PHILIPSBURG–“We are not selling out, we are securing our assets.” This was the firm statement made by Finance Minister Perry Geerlings on Wednesday in relation to Princess Juliana International Airport’s (PJIA’s) terminal reconstruction project.
“Over the past year, I have heard people say, ‘We would just give the airport a guarantee for 50 or even 100 million dollars,’ and I have had to read in the media about new loan proposals of up to 240 million. …
“This country really needs to wake up. The Government of St. Maarten is legally and financially not able to provide a guarantee of tens of millions of dollars and any new loan requires collateral. The question would be: what would be this collateral? Our patrimony, the airport terminal and operations? This Council of Ministers and certainly this Minister will not allow this country to sell out our airport like that. Not on my watch,” Geerlings made clear.
He said a list of legal agreements is being concluded in relation to the airport terminal reconstruction project.
These include the grant agreement with the World Bank of US $51 million plus liquidity support facility of $21 million; the finance agreement with the European Investment Bank (EIB) of $50 million; an undertaking with the bondholders and the airport on the release of all remaining insurance proceeds, which amount to $71 million; an on-lending agreement with the airport for the part that is financed by the Trust Fund; and the on-lending agreement with the airport for the part that is financed by the EIB loan.
He said the country can stand as guarantor for these financial arrangements. “Prior to these agreements, the Government of St. Maarten has already concluded agreements with the airport for $20 million in financing. This bridge financing is currently being used by the airport to avoid bankruptcy, to pay its employees and to continue the ongoing works in the terminal.”
All other agreements are in their final form and with the Council of Ministers. “We are talking about agreements with a total value of more than $200 million. Hence the need for proper due diligence. The people of St. Maarten will soon read in the newspaper about actual signing ceremonies rather than fluffy presentations.”
With the “attractive” financing of the Trust Fund, the EIB and the Government of the Netherlands, PJIA will be able to flourish and continue to grow as a regional hub.
“Personally, I foresee a great future for our airport with major improvements, including an extension of the runway and, yes, with a US preclearance facility. I’m certain that any government that sits in our seat will do everything in their power to support the airport when asked to.”
He assured that the Council of Ministers will continue to negotiate the bilateral treaty with the US on preclearance.
“We will continue to help the airport in attracting any financing that is necessary now and in the future, and we will continue to support the airport in strengthening its corporate governance to ensure that money is spent right. We do that for the benefit of the airport and its employees, but first and foremost for the future of this country, our country.”
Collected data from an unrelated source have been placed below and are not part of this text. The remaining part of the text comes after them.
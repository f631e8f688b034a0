// Copyright 2023-Present Datadog, Inc. https://www.datadoghq.com/
// SPDX-License-Identifier: Apache-2.0

//! Retry policies and the exponential backoff tracker used by the connection manager.

use std::time::Duration;

use rand::Rng;

/// First backoff delay for every retried call.
pub const DEFAULT_BASE_DELAY: Duration = Duration::from_millis(2000);
/// Total wall-clock budget for retried data calls.
pub const DEFAULT_MAX_TOTAL: Duration = Duration::from_secs(30);
/// Per-attempt delay ceiling for handshake calls, which retry forever.
pub const DEFAULT_HANDSHAKE_MAX_DELAY: Duration = Duration::from_secs(15);

/// How a logical call reacts to failures.
#[derive(Debug, Clone, Copy, PartialEq, Eq)]
pub enum RetryPolicy {
    /// Issued exactly once.
    Once,
    /// Retried with jittered backoff until `max_total` has elapsed.
    Bounded { base: Duration, max_total: Duration },
    /// Retried forever, delay capped at `max_delay`, one free retry on the first failure.
    Handshake { base: Duration, max_delay: Duration },
}

impl RetryPolicy {
    pub fn bounded(max_total: Duration) -> Self {
        RetryPolicy::Bounded {
            base: DEFAULT_BASE_DELAY,
            max_total,
        }
    }

    pub fn handshake() -> Self {
        RetryPolicy::Handshake {
            base: DEFAULT_BASE_DELAY,
            max_delay: DEFAULT_HANDSHAKE_MAX_DELAY,
        }
    }

    /// Upper bound on the number of times a `Bounded` call is issued:
    /// `ceil(log2(max_total / base)) + 1`.
    pub fn max_attempts(&self) -> Option<u32> {
        match self {
            RetryPolicy::Once => Some(1),
            RetryPolicy::Bounded { base, max_total } => {
                let ratio = max_total.as_secs_f64() / base.as_secs_f64().max(f64::EPSILON);
                if ratio <= 1.0 {
                    return Some(1);
                }
                Some(ratio.log2().ceil() as u32 + 1)
            }
            RetryPolicy::Handshake { .. } => None,
        }
    }
}

/// Configuration parameters for exponential backoff.
#[derive(Debug, Clone, Copy, PartialEq, Eq)]
pub struct BackoffConfig {
    /// Delay after the first failure.
    pub base: Duration,
    /// Ceiling the doubled delay never exceeds.
    pub cap: Duration,
    /// Apply +/-50% jitter to each delay.
    pub jitter: bool,
}

impl BackoffConfig {
    pub fn for_policy(policy: RetryPolicy) -> Option<Self> {
        match policy {
            RetryPolicy::Once => None,
            RetryPolicy::Bounded { base, max_total } => Some(Self {
                base,
                cap: max_total,
                jitter: true,
            }),
            RetryPolicy::Handshake { base, max_delay } => Some(Self {
                base,
                cap: max_delay,
                jitter: false,
            }),
        }
    }
}

/// Tracks the state of the exponential backoff algorithm for one logical call.
#[derive(Debug, Clone)]
pub struct RetryState {
    config: BackoffConfig,
    failures: u32,
}

impl RetryState {
    pub fn new(config: BackoffConfig) -> Self {
        Self {
            config,
            failures: 0,
        }
    }

    /// Number of failures registered so far.
    pub fn failures(&self) -> u32 {
        self.failures
    }

    /// `min(base * 2^n, cap)` for the failure with zero-based index `n`.
    pub fn nominal_delay(&self, n: u32) -> Duration {
        // 2^20 * base is far beyond any cap in use
        let factor = 1u32 << n.min(20);
        self.config
            .base
            .checked_mul(factor)
            .unwrap_or(self.config.cap)
            .min(self.config.cap)
    }

    /// Registers a failure and returns the delay before the next attempt.
    pub fn register_failure(&mut self) -> Duration {
        let nominal = self.nominal_delay(self.failures);
        self.failures = self.failures.saturating_add(1);
        if self.config.jitter {
            let factor = rand::thread_rng().gen_range(0.5..=1.5);
            nominal.mul_f64(factor)
        } else {
            nominal
        }
    }
}
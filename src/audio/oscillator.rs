use std::f64::consts::TAU;

/// Sine oscillator with a running phase.
///
/// Phase is kept in cycles (0.0-1.0) so a long-running voice never loses
/// precision the way an ever-growing time value would.
#[derive(Debug, Clone, Copy, Default)]
pub struct SineOsc {
    phase: f64,
}

impl SineOsc {
    pub fn new() -> Self {
        Self { phase: 0.0 }
    }

    /// Produce one sample and advance by one sample period
    #[inline]
    pub fn next_sample(&mut self, frequency: f64, sample_rate: f32) -> f32 {
        let out = (self.phase * TAU).sin() as f32;
        self.phase = (self.phase + frequency / sample_rate as f64).fract();
        out
    }
}
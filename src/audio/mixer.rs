//! Sample-accurate voice mixer.
//!
//! The mixer owns its own frame clock: a voice planned for time `t` starts on
//! the first frame whose timestamp reaches `t`, no matter how the host slices
//! its buffers. It runs on the audio thread for the device backend and
//! inline for the offline backend.

#[cfg(feature = "rtrb")]
use rtrb::Consumer;

use super::voice::{SynthVoice, VoiceId, VoicePlan};

/// Voices preallocated so scheduling a typical chorale never reallocates on
/// the audio thread
const VOICE_CAPACITY: usize = 512;

/// Control messages from the scheduler side to the mixer
#[derive(Debug, Clone, Copy)]
pub enum EngineMessage {
    Start { id: VoiceId, plan: VoicePlan },
    Stop { id: VoiceId },
    StopAll,
}

pub trait MessageReceiver {
    fn pop(&mut self) -> Option<EngineMessage>;
}

#[cfg(feature = "rtrb")]
impl MessageReceiver for Consumer<EngineMessage> {
    fn pop(&mut self) -> Option<EngineMessage> {
        Consumer::pop(self).ok()
    }
}

pub struct VoiceMixer {
    sample_rate: f32,
    frame: u64,
    voices: Vec<SynthVoice>,
}

impl VoiceMixer {
    pub fn new(sample_rate: f32) -> Self {
        Self {
            sample_rate,
            frame: 0,
            voices: Vec::with_capacity(VOICE_CAPACITY),
        }
    }

    pub fn sample_rate(&self) -> f32 {
        self.sample_rate
    }

    /// Frames rendered so far
    pub fn frame(&self) -> u64 {
        self.frame
    }

    /// Current clock time in seconds
    pub fn now(&self) -> f64 {
        self.frame as f64 / self.sample_rate as f64
    }

    /// Voices waiting to start or still sounding
    pub fn voice_count(&self) -> usize {
        self.voices.len()
    }

    pub fn contains(&self, id: VoiceId) -> bool {
        self.voices.iter().any(|v| v.id() == id)
    }

    pub fn handle(&mut self, msg: EngineMessage) {
        match msg {
            EngineMessage::Start { id, plan } => {
                self.voices.push(SynthVoice::new(id, plan));
            }
            EngineMessage::Stop { id } => {
                self.voices.retain(|v| v.id() != id);
            }
            EngineMessage::StopAll => {
                self.voices.clear();
            }
        }
    }

    /// Apply every pending control message
    pub fn drain<R: MessageReceiver>(&mut self, rx: &mut R) {
        while let Some(msg) = rx.pop() {
            self.handle(msg);
        }
    }

    /// Render a mono block and advance the clock.
    ///
    /// Voices that have passed their stop time are dropped afterwards.
    pub fn render_block(&mut self, out: &mut [f32]) {
        out.fill(0.0);

        let sample_period = 1.0 / self.sample_rate as f64;
        let block_start = self.now();

        for voice in &mut self.voices {
            for (i, sample) in out.iter_mut().enumerate() {
                let t = block_start + i as f64 * sample_period;
                *sample += voice.next_sample(t, self.sample_rate);
            }
        }

        self.frame += out.len() as u64;

        let now = self.now();
        self.voices.retain(|v| !v.is_finished(now));
    }
}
Geerlings alluded to the summary regarding the financing of the airport terminal reconstruction project provided by Prime Minister Leona Romeo-Marlin last week, saying, “I’m confident that her press statement has helped to address the speculation about other financing options for the reconstruction of the airport. I’m also confident that the recent press release of Vidanova has provided further clarity about what is real and what is just speculation when it comes to the financing of our airport.”
He said, “What is real is that the Council of Ministers and the Parliament of St. Maarten have adopted the 2019 budget and that this budget includes provisions for the financing of the airport terminal reconstruction project by the World Bank Trust Fund, the European Investment Bank and the Government of the Netherlands.”
He said the Council of Ministers and Parliament also supported the budget because of at least three things: The importance of financial assistance for the airport, because it has faced delinquencies on its debt since Hurricane Irma; that the offered financing of the Trust Fund and the EIB is and continues to be the only tangible option on the table that actually aligns the interests of the airport, the bondholders and the Government of St. Maarten; and the offered financing for the airport through the Trust Fund and the EIB is extremely attractive for PJIA and the country itself with below market terms.
The latter also includes a grant from the Trust Fund that will ultimately flow back into the national budget, which Geerlings said can be used for some other purposes.